▸ EXERCISE BRIEF
Using the listing below, work out how many lines contain the word "PathBuf", and respond with that number alone.

▸ RECORDED DATA
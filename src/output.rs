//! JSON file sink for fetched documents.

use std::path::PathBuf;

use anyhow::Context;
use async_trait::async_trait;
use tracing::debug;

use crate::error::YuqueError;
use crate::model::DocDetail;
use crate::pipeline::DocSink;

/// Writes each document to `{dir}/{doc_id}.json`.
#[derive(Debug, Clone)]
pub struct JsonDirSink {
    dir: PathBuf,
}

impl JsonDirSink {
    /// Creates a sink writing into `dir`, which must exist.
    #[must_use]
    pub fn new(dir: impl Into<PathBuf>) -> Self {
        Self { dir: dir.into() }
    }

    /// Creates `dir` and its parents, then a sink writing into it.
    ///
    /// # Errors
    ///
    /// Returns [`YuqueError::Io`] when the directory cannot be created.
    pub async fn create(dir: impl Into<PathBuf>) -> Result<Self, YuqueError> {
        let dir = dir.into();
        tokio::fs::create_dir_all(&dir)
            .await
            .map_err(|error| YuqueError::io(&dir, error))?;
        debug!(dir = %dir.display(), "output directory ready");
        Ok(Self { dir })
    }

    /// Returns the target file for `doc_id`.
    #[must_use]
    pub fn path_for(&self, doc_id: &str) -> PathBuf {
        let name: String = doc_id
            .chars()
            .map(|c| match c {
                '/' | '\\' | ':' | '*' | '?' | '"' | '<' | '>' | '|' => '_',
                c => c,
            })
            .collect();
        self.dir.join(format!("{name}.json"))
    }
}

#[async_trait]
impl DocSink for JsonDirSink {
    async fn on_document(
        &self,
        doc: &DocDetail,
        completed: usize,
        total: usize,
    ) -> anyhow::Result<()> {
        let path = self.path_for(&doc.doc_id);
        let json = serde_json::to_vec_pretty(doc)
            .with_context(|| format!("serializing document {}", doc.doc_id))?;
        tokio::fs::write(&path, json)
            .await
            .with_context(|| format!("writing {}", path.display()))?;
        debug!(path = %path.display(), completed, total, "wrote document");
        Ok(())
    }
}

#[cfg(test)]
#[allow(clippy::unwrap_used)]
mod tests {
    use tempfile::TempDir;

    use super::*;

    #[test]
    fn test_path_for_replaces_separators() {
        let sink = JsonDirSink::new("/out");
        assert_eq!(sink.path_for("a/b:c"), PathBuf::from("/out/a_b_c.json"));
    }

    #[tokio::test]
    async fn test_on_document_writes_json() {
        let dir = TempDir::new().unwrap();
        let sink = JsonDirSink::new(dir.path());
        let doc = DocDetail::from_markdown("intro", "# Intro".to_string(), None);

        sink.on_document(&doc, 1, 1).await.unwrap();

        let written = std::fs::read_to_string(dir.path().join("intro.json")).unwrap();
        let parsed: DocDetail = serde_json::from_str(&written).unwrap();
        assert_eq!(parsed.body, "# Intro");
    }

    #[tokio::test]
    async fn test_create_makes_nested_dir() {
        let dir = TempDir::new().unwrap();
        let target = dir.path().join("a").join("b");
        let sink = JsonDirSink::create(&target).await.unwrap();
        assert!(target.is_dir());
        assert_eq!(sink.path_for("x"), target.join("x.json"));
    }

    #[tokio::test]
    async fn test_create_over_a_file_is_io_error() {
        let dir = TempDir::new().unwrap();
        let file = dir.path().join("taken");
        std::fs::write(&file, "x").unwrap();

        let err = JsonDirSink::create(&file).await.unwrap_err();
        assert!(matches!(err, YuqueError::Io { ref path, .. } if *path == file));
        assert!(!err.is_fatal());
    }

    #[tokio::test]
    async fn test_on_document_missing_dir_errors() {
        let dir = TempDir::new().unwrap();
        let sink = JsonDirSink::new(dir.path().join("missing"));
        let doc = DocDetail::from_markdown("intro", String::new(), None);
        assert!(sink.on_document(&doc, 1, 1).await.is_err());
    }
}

▸ ANSWER SPACE
6